Happy Sunday, dads.
Two weeks from today is Father’s Day.
Andrew here. And before we get into it, I just want to say something that I don’t think gets said enough.
I don’t want to talk about brunch reservations or what gift to ask for. I want to talk about something that doesn’t get enough credit. The stuff you’re already doing that nobody’s putting a trophy on.
Most of what makes a great dad happens when nobody’s watching. Not on the highlight days. Not at the birthday parties or the big vacations. It’s the Tuesday night stuff. The patience you had when you were running on empty. The time you put the phone down even though you really didn’t want to. The hard conversation you had instead of avoiding it.
That stuff is invisible. And because it’s invisible, a lot of dads don’t give themselves credit for it. They’re doing the work and still walking around feeling like they’re not doing enough.

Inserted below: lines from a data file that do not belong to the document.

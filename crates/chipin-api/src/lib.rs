//! # chipin-api
//!
//! HTTP routes for the CHIP payment gateway integration.
//!
//! This crate provides:
//! - Axum router with the success, failed and callback routes
//! - A checkout route that creates a purchase and redirects to CHIP
//! - `AppState` wiring an application `PaymentCallbackHandler` into the
//!   callback route
//!
//! ## Endpoints
//!
//! | Method | Path | Description |
//! |--------|------|-------------|
//! | GET | `/health` | Health check |
//! | GET | `/chipin/success` | Payment success page |
//! | GET | `/chipin/failed` | Payment failed page |
//! | POST | `/chipin/callback` | CHIP payment callback |
//! | POST | `/chipin/checkout` | Create purchase, 303 to checkout URL |

pub mod handlers;
pub mod routes;
pub mod state;

pub use routes::create_router;
pub use state::{AppConfig, AppState};
//! # Callback Types
//!
//! Normalized view of the purchase object CHIP posts to the callback URL.

use serde::{Deserialize, Serialize};
use serde_json::{Map, Value};
use std::fmt;

/// Purchase status reported in a callback.
///
/// Unrecognized statuses are kept verbatim in `Other`.
#[derive(Debug, Clone, PartialEq, Eq, Serialize, Deserialize)]
#[serde(from = "String", into = "String")]
pub enum PaymentStatus {
    Paid,
    Failed,
    Cancelled,
    Other(String),
}

impl PaymentStatus {
    pub fn as_str(&self) -> &str {
        match self {
            PaymentStatus::Paid => "paid",
            PaymentStatus::Failed => "failed",
            PaymentStatus::Cancelled => "cancelled",
            PaymentStatus::Other(status) => status,
        }
    }

    pub fn is_paid(&self) -> bool {
        matches!(self, PaymentStatus::Paid)
    }

    /// Failed or cancelled
    pub fn is_unsuccessful(&self) -> bool {
        matches!(self, PaymentStatus::Failed | PaymentStatus::Cancelled)
    }
}

impl From<&str> for PaymentStatus {
    fn from(status: &str) -> Self {
        match status {
            "paid" => PaymentStatus::Paid,
            "failed" => PaymentStatus::Failed,
            "cancelled" => PaymentStatus::Cancelled,
            other => PaymentStatus::Other(other.to_string()),
        }
    }
}

impl From<String> for PaymentStatus {
    fn from(status: String) -> Self {
        match status.as_str() {
            "paid" | "failed" | "cancelled" => PaymentStatus::from(status.as_str()),
            _ => PaymentStatus::Other(status),
        }
    }
}

impl From<PaymentStatus> for String {
    fn from(status: PaymentStatus) -> Self {
        match status {
            PaymentStatus::Other(status) => status,
            known => known.as_str().to_string(),
        }
    }
}

impl fmt::Display for PaymentStatus {
    fn fmt(&self, f: &mut fmt::Formatter<'_>) -> fmt::Result {
        f.write_str(self.as_str())
    }
}

/// Callback body reduced to the fields integrators act on.
///
/// Every field is optional because CHIP may omit any of them; `raw` keeps the
/// complete original object.
#[derive(Debug, Clone, PartialEq, Serialize, Deserialize)]
pub struct CallbackPayload {
    pub id: Option<String>,
    pub status: Option<PaymentStatus>,
    /// `client.email`
    pub email: Option<String>,
    /// `payment.amount` exactly as CHIP sent it (normally an integer in the
    /// currency's minor unit)
    pub amount: Option<Value>,
    pub reference: Option<String>,
    pub checkout_url: Option<String>,
    pub raw: Map<String, Value>,
}

impl CallbackPayload {
    /// Normalize a raw callback object. Pure: the same input always yields
    /// the same payload.
    pub fn from_raw(raw: Map<String, Value>) -> Self {
        let str_field = |key: &str| raw.get(key).and_then(|v| v.as_str()).map(String::from);

        let email = raw
            .get("client")
            .and_then(|c| c.get("email"))
            .and_then(|v| v.as_str())
            .map(String::from);

        let amount = raw
            .get("payment")
            .and_then(|p| p.get("amount"))
            .filter(|v| !v.is_null())
            .cloned();

        Self {
            id: str_field("id"),
            status: str_field("status").map(PaymentStatus::from),
            email,
            amount,
            reference: str_field("reference"),
            checkout_url: str_field("checkout_url"),
            raw,
        }
    }

    /// Purchase ID for log lines
    pub fn id_or_unknown(&self) -> &str {
        self.id.as_deref().unwrap_or("unknown")
    }
}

So this issue is for that dad. The one who’s putting in reps nobody sees. Father’s Day is two weeks away, and before we get to the celebration, I think it’s worth talking about the work that earns it.
Let’s get into it.
And if you’re new here, welcome to The DadGenda Dispatch. You picked a good weekend to show up.
Be honest with yourself right now: are you getting enough sleep this week? Yes or no. No qualifiers. No “well, I’ve been trying.” Just yes or no.
If the answer is no, and for most dads it is, pick one thing you’re cutting tonight to get 30 more minutes. The late-night scroll. The extra episode. The pointless email you’ll regret answering at 11:00 PM. Something goes.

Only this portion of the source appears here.